This task calls for copying each line below that contains "components".

== Records drawn from a dataset ==
========================================
use bevy_ecs::prelude::*;
use bevy_utils::tracing::debug;
use thiserror::Error;

use crate::components::block::{Block, Integrity};
use crate::components::grid::Grid;

/// Classification attached to every damage application.
#[derive(Debug, Clone, Copy, PartialEq, Eq)]
pub enum DamageType {
    Explosion,
}

#[derive(Debug, Clone, Copy, PartialEq)]
pub enum DamageOutcome {
    Damaged { remaining: f32 },
    Destroyed,
}

#[derive(Debug, Error, PartialEq)]
pub enum DamageError {
    #[error("block {0:?} no longer exists")]
    MissingBlock(Entity),
    #[error("block {block:?} belongs to missing grid {grid:?}")]
    MissingGrid { block: Entity, grid: Entity },
    #[error("block {0:?} has no integrity to damage")]
    MissingIntegrity(Entity),
}

/// Remove a block from its grid and despawn it. A grid left empty goes too.
pub fn raze_block(world: &mut World, block: Entity) -> Result<(), DamageError> {
    let grid_entity = world
        .get::<Block>(block)
        .ok_or(DamageError::MissingBlock(block))?
        .grid;

    let emptied = {
        let mut grid = world
            .get_mut::<Grid>(grid_entity)
            .ok_or(DamageError::MissingGrid {
                block,
                grid: grid_entity,
            })?;
        grid.detach_block(block);
        grid.blocks.is_empty()
    };

    world.despawn(block);
    if emptied {
        debug!(?grid_entity, "grid has no blocks left, closing it");
        world.despawn(grid_entity);
    }
    Ok(())
}

/// Apply `amount` damage to a block, razing it once integrity hits zero.
pub fn apply_damage(
    world: &mut World,
    block: Entity,
    amount: f32,
    kind: DamageType,
) -> Result<DamageOutcome, DamageError> {
    if world.get::<Block>(block).is_none() {
        return Err(DamageError::MissingBlock(block));
    }

    let integrity = {
        let mut integrity = world
            .get_mut::<Integrity>(block)
            .ok_or(DamageError::MissingIntegrity(block))?;
        integrity.current -= amount;
        *integrity
    };

    if !integrity.is_destroyed() {
        return Ok(DamageOutcome::Damaged {
            remaining: integrity.current,
        });
    }

    debug!(?block, ?kind, amount, "block destroyed by damage");
    raze_block(world, block)?;
    Ok(DamageOutcome::Destroyed)
}

#[cfg(test)]
mod tests {
    use super::*;
    use crate::components::block::BlockDefinition;
    use crate::components::world::BlockPosition;

    fn spawn_grid_with_blocks(world: &mut World, count: usize) -> (Entity, Vec<Entity>) {
        let grid = world.spawn(Grid::default()).id();
        let mut blocks = Vec::new();
        for x in 0..count {
            let definition = BlockDefinition::new("Reactor", "LargeBlockSmallReactor", "SmallReactor", 100.0);
            let block = world
                .spawn((
                    Block {
                        definition,
                        position: BlockPosition { x: x as i32, y: 0, z: 0 },
                        grid,
                        owner_id: 1,
                        built_by: 1,
                    },
                    Integrity::new(100.0),
                ))
                .id();
            blocks.push(block);
        }
        world.get_mut::<Grid>(grid).unwrap().blocks = blocks.clone();
        (grid, blocks)
    }

    #[test]
    fn razing_last_block_closes_the_grid() {
        let mut world = World::new();
        let (grid, blocks) = spawn_grid_with_blocks(&mut world, 2);

        raze_block(&mut world, blocks[0]).unwrap();
        assert_eq!(world.get::<Grid>(grid).unwrap().blocks, vec![blocks[1]]);

        raze_block(&mut world, blocks[1]).unwrap();
        assert!(world.get_entity(grid).is_none());
    }

    #[test]
    fn razing_twice_reports_missing_block() {
        let mut world = World::new();
        let (_, blocks) = spawn_grid_with_blocks(&mut world, 2);

        raze_block(&mut world, blocks[0]).unwrap();
        assert_eq!(
            raze_block(&mut world, blocks[0]),
            Err(DamageError::MissingBlock(blocks[0]))
        );
    }

    #[test]
    fn partial_damage_keeps_block() {
        let mut world = World::new();
        let (_, blocks) = spawn_grid_with_blocks(&mut world, 1);

        let outcome = apply_damage(&mut world, blocks[0], 40.0, DamageType::Explosion).unwrap();
        assert_eq!(outcome, DamageOutcome::Damaged { remaining: 60.0 });
        assert_eq!(world.get::<Integrity>(blocks[0]).unwrap().current, 60.0);
    }

    #[test]
    fn lethal_damage_destroys_block() {
        let mut world = World::new();
        let (_, blocks) = spawn_grid_with_blocks(&mut world, 2);

        let outcome = apply_damage(&mut world, blocks[0], 1000.0, DamageType::Explosion).unwrap();
        assert_eq!(outcome, DamageOutcome::Destroyed);
        assert!(world.get_entity(blocks[0]).is_none());
    }

    #[test]
    fn block_without_integrity_cannot_be_damaged() {
        let mut world = World::new();
        let (_, blocks) = spawn_grid_with_blocks(&mut world, 1);
        world.entity_mut(blocks[0]).remove::<Integrity>();

        assert_eq!(
            apply_damage(&mut world, blocks[0], 10.0, DamageType::Explosion),
            Err(DamageError::MissingIntegrity(blocks[0]))
        );
    }
}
========================================
== WRITTEN REPLY ==
use crate::components::block::{Block, Integrity};
use crate::components::grid::Grid;
    use crate::components::block::BlockDefinition;
    use crate::components::world::BlockPosition;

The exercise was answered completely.